**Stored data:**

■ ■ ■

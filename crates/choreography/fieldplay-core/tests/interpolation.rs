use fieldplay_core::interp::functions::ease_in_out_quad;
use fieldplay_core::{
    create_path_from_waypoints, path_length, position_at_progress,
    position_at_progress_with_easing, position_at_time, position_at_time_with_offset,
    sample_positions, velocity_at_progress, velocity_at_progress_with,
    velocity_at_progress_with_delta, Config, Easing,
    EntityId, EntityType, Keyframe, MovementPath, SequentialIds, Vec3,
};

fn approx(a: f32, b: f32, eps: f32) {
    assert!((a - b).abs() <= eps, "left={a} right={b} eps={eps}");
}

fn approx_vec(a: Vec3, b: Vec3, eps: f32) {
    assert!(a.approx_eq(b, eps), "left={a:?} right={b:?} eps={eps}");
}

fn mk_path(keys: &[(f32, [f32; 3])]) -> MovementPath {
    let mut ids = SequentialIds::new();
    create_path_from_waypoints(
        &mut ids,
        EntityId::from("ball"),
        EntityType::Ball,
        keys.iter()
            .map(|(t, p)| Keyframe::new(*t, Vec3::from(*p)))
            .collect(),
    )
    .expect("valid path")
}

fn straight_ten() -> MovementPath {
    mk_path(&[(0.0, [0.0, 0.0, 0.0]), (10.0, [10.0, 0.0, 0.0])])
}

#[test]
fn midpoint_of_straight_path() {
    let p = straight_ten();
    assert_eq!(position_at_time(&p, 5.0), Vec3::new(5.0, 0.0, 0.0));
    assert_eq!(
        position_at_progress_with_easing(&p, 0.5, ease_in_out_quad),
        Vec3::new(5.0, 0.0, 0.0)
    );
}

#[test]
fn endpoints_are_exact() {
    let p = mk_path(&[
        (0.0, [0.1, 0.2, 0.3]),
        (0.7, [3.3, 0.0, -1.1]),
        (2.9, [-7.7, 1.0, 9.9]),
    ]);
    assert_eq!(position_at_time(&p, 0.0), Vec3::new(0.1, 0.2, 0.3));
    assert_eq!(position_at_time(&p, 2.9), Vec3::new(-7.7, 1.0, 9.9));
    assert_eq!(position_at_progress(&p, 0.0), Vec3::new(0.1, 0.2, 0.3));
    assert_eq!(position_at_progress(&p, 1.0), Vec3::new(-7.7, 1.0, 9.9));
}

#[test]
fn time_is_clamped_to_path_range() {
    let p = straight_ten();
    assert_eq!(position_at_time(&p, -4.0), Vec3::new(0.0, 0.0, 0.0));
    assert_eq!(position_at_time(&p, 40.0), Vec3::new(10.0, 0.0, 0.0));
    assert_eq!(position_at_progress(&p, 1.5), Vec3::new(10.0, 0.0, 0.0));
}

#[test]
fn samples_lie_on_bracketing_segment() {
    let p = mk_path(&[
        (0.0, [0.0, 0.0, 0.0]),
        (2.0, [4.0, 0.0, 0.0]),
        (6.0, [4.0, 0.0, 8.0]),
    ]);
    // second segment: x fixed at 4, z grows 2 per second
    for i in 0..=40 {
        let t = 2.0 + i as f32 * 0.1;
        let pos = position_at_time(&p, t);
        approx(pos.x, 4.0, 1e-5);
        approx(pos.z, (t - 2.0) * 2.0, 1e-4);
    }
}

#[test]
fn degenerate_paths_never_panic() {
    let empty = MovementPath {
        id: "e".into(),
        entity_id: "ball".into(),
        entity_type: EntityType::Ball,
        keyframes: vec![],
        duration: 0.0,
    };
    assert_eq!(position_at_time(&empty, 3.0), Vec3::ZERO);
    assert_eq!(position_at_time_with_offset(&empty, 3.0, 1.0), Vec3::ZERO);
    assert_eq!(velocity_at_progress(&empty, 0.5), Vec3::ZERO);

    let single = MovementPath {
        keyframes: vec![Keyframe::new(0.0, Vec3::new(2.0, 0.0, 2.0))],
        ..empty.clone()
    };
    assert_eq!(position_at_time(&single, 3.0), Vec3::new(2.0, 0.0, 2.0));
    assert_eq!(sample_positions(&single, 4).len(), 4);
}

#[test]
fn duplicate_timestamps_hold_position() {
    let p = mk_path(&[
        (0.0, [0.0, 0.0, 0.0]),
        (1.0, [1.0, 0.0, 0.0]),
        (1.0, [5.0, 0.0, 0.0]),
        (2.0, [6.0, 0.0, 0.0]),
    ]);
    assert_eq!(position_at_time(&p, 1.0), Vec3::new(5.0, 0.0, 0.0));
    approx_vec(position_at_time(&p, 1.5), Vec3::new(5.5, 0.0, 0.0), 1e-5);
}

#[test]
fn offset_sampling_waits_then_rests() {
    let p = straight_ten();
    assert_eq!(position_at_time_with_offset(&p, 0.0, 3.0), Vec3::new(0.0, 0.0, 0.0));
    assert_eq!(position_at_time_with_offset(&p, 8.0, 3.0), Vec3::new(5.0, 0.0, 0.0));
    assert_eq!(position_at_time_with_offset(&p, 13.0, 3.0), Vec3::new(10.0, 0.0, 0.0));
    assert_eq!(position_at_time_with_offset(&p, 99.0, 3.0), Vec3::new(10.0, 0.0, 0.0));
}

#[test]
fn easing_remaps_progress_not_geometry() {
    let p = straight_ten();
    let q = position_at_progress_with_easing(&p, 0.25, Easing::EaseInOutQuad.as_fn());
    approx(q.x, 1.25, 1e-5);
    let lin = position_at_progress_with_easing(&p, 0.25, Easing::Linear.as_fn());
    approx(lin.x, 2.5, 1e-5);
    let default_curve = position_at_progress_with_easing(&p, 0.25, Easing::default().as_fn());
    assert_eq!(default_curve, q);
}

#[test]
fn sample_positions_spacing() {
    let p = straight_ten();
    let s = sample_positions(&p, 5);
    let xs: Vec<f32> = s.iter().map(|v| v.x).collect();
    assert_eq!(xs, vec![0.0, 2.5, 5.0, 7.5, 10.0]);

    assert_eq!(sample_positions(&p, 1), vec![Vec3::ZERO]);
    assert_eq!(sample_positions(&p, 0), vec![Vec3::ZERO]);
}

#[test]
fn path_length_sums_straight_segments() {
    let p = mk_path(&[
        (0.0, [0.0, 0.0, 0.0]),
        (1.0, [3.0, 0.0, 4.0]),
        (2.0, [3.0, 0.0, 10.0]),
    ]);
    approx(path_length(&p), 11.0, 1e-5);
}

#[test]
fn velocity_on_constant_speed_path() {
    let p = straight_ten();
    let v = velocity_at_progress(&p, 0.3);
    approx_vec(v, Vec3::new(1.0, 0.0, 0.0), 1e-3);

    // at the very end a backward difference is used
    let v_end = velocity_at_progress(&p, 1.0);
    approx_vec(v_end, Vec3::new(1.0, 0.0, 0.0), 1e-3);
}

#[test]
fn velocity_zero_for_zero_duration() {
    let p = mk_path(&[(0.0, [0.0, 0.0, 0.0]), (0.0, [5.0, 0.0, 0.0])]);
    assert_eq!(velocity_at_progress(&p, 0.5), Vec3::ZERO);
}

#[test]
fn velocity_delta_from_config() {
    let p = straight_ten();
    let v = velocity_at_progress_with(&p, 0.5, &Config::default());
    approx_vec(v, velocity_at_progress(&p, 0.5), 1e-6);

    let no_step = Config {
        velocity_delta: 0.0,
        ..Config::default()
    };
    assert_eq!(velocity_at_progress_with(&p, 0.5, &no_step), Vec3::ZERO);
    assert_eq!(velocity_at_progress_with_delta(&p, 0.5, 0.0), Vec3::ZERO);
}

■ ■ ■

**WHAT YOU NEED TO DO:** List the lines of the entries that include "EntityId".

**RESULT OF THE EXERCISE:**
    EntityId, EntityType, Keyframe, MovementPath, SequentialIds, Vec3,
        EntityId::from("ball"),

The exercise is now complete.